> _WHAT TO WORK ON_
Would you return every entry below without a single difference?

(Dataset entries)
//! Error types for the cerca system.

use thiserror::Error;

#[derive(Debug, Error)]
pub enum CercaError {
    /// Malformed or out-of-range parameters. Never reaches the state machine.
    #[error("Invalid input: {message}")]
    InvalidInput { message: String },

    /// The actor is not a party to the request, or not the party allowed
    /// to perform this transition.
    #[error("Forbidden: {reason}")]
    Forbidden { reason: String },

    #[error("Entity not found: {entity} with id {id}")]
    NotFound { entity: String, id: String },

    /// The transition is not legal from the current state. Includes lost
    /// optimistic-concurrency races.
    #[error("Invalid state: {reason}")]
    InvalidState { reason: String },

    /// A persistence or transport collaborator failed.
    #[error("Upstream unavailable: {0}")]
    UpstreamUnavailable(String),

    #[error("Internal error: {0}")]
    Internal(String),
}

impl CercaError {
    pub fn invalid_input(message: impl Into<String>) -> Self {
        Self::InvalidInput {
            message: message.into(),
        }
    }

    pub fn forbidden(reason: impl Into<String>) -> Self {
        Self::Forbidden {
            reason: reason.into(),
        }
    }

    pub fn invalid_state(reason: impl Into<String>) -> Self {
        Self::InvalidState {
            reason: reason.into(),
        }
    }

    pub fn not_found(entity: impl Into<String>, id: impl ToString) -> Self {
        Self::NotFound {
            entity: entity.into(),
            id: id.to_string(),
        }
    }

    /// Whether the caller should re-fetch the entity instead of showing a
    /// generic failure. Both cases usually mean the other party acted first.
    pub fn is_refresh_outcome(&self) -> bool {
        matches!(self, Self::InvalidState { .. } | Self::Forbidden { .. })
    }
}

pub type CercaResult<T> = Result<T, CercaError>;
//! Stable, process-independent hashing for geo jitter and ranking noise.
//!
//! SHA-256 is used only because its output is fixed across processes,
//! platforms and compiler releases, unlike `std`'s `DefaultHasher`. Nothing
//! here relies on it being cryptographic: the input is a public entity id,
//! so anyone can recompute the jitter.
//!
//! This is NOT a security boundary. Determinism only prevents averaging
//! repeated samples; an observer with many vantage points can still
//! approximate a location.

use sha2::{Digest, Sha256};

/// Hash `input` to a 64-bit value that is identical across processes,
/// platforms and releases.
pub fn stable_hash64(input: &str) -> u64 {
    let digest = Sha256::digest(input.as_bytes());
    let mut word = [0u8; 8];
    word.copy_from_slice(&digest[..8]);
    u64::from_be_bytes(word)
}

/// Hash `input` and take a second, independent 64-bit word from the digest.
pub fn stable_hash64_pair(input: &str) -> (u64, u64) {
    let digest = Sha256::digest(input.as_bytes());
    let mut first = [0u8; 8];
    let mut second = [0u8; 8];
    first.copy_from_slice(&digest[..8]);
    second.copy_from_slice(&digest[8..16]);
    (u64::from_be_bytes(first), u64::from_be_bytes(second))
}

> _SOLUTION TO THE PROBLEM_
//! Error types for the cerca system.

use thiserror::Error;

#[derive(Debug, Error)]
pub enum CercaError {
    /// Malformed or out-of-range parameters. Never reaches the state machine.
    #[error("Invalid input: {message}")]
    InvalidInput { message: String },

    /// The actor is not a party to the request, or not the party allowed
    /// to perform this transition.
    #[error("Forbidden: {reason}")]
    Forbidden { reason: String },

    #[error("Entity not found: {entity} with id {id}")]
    NotFound { entity: String, id: String },

    /// The transition is not legal from the current state. Includes lost
    /// optimistic-concurrency races.
    #[error("Invalid state: {reason}")]
    InvalidState { reason: String },

    /// A persistence or transport collaborator failed.
    #[error("Upstream unavailable: {0}")]
    UpstreamUnavailable(String),

    #[error("Internal error: {0}")]
    Internal(String),
}

impl CercaError {
    pub fn invalid_input(message: impl Into<String>) -> Self {
        Self::InvalidInput {
            message: message.into(),
        }
    }

    pub fn forbidden(reason: impl Into<String>) -> Self {
        Self::Forbidden {
            reason: reason.into(),
        }
    }

    pub fn invalid_state(reason: impl Into<String>) -> Self {
        Self::InvalidState {
            reason: reason.into(),
        }
    }

    pub fn not_found(entity: impl Into<String>, id: impl ToString) -> Self {
        Self::NotFound {
            entity: entity.into(),
            id: id.to_string(),
        }
    }

    /// Whether the caller should re-fetch the entity instead of showing a
    /// generic failure. Both cases usually mean the other party acted first.
    pub fn is_refresh_outcome(&self) -> bool {
        matches!(self, Self::InvalidState { .. } | Self::Forbidden { .. })
    }
}

pub type CercaResult<T> = Result<T, CercaError>;
//! Stable, process-independent hashing for geo jitter and ranking noise.
//!
//! SHA-256 is used only because its output is fixed across processes,
//! platforms and compiler releases, unlike `std`'s `DefaultHasher`. Nothing
//! here relies on it being cryptographic: the input is a public entity id,
//! so anyone can recompute the jitter.
//!
//! This is NOT a security boundary. Determinism only prevents averaging
//! repeated samples; an observer with many vantage points can still
//! approximate a location.

use sha2::{Digest, Sha256};

/// Hash `input` to a 64-bit value that is identical across processes,
/// platforms and releases.
pub fn stable_hash64(input: &str) -> u64 {
    let digest = Sha256::digest(input.as_bytes());
    let mut word = [0u8; 8];
    word.copy_from_slice(&digest[..8]);
    u64::from_be_bytes(word)
}

/// Hash `input` and take a second, independent 64-bit word from the digest.
pub fn stable_hash64_pair(input: &str) -> (u64, u64) {
    let digest = Sha256::digest(input.as_bytes());
    let mut first = [0u8; 8];
    let mut second = [0u8; 8];
    first.copy_from_slice(&digest[..8]);
    second.copy_from_slice(&digest[8..16]);
    (u64::from_be_bytes(first), u64::from_be_bytes(second))
}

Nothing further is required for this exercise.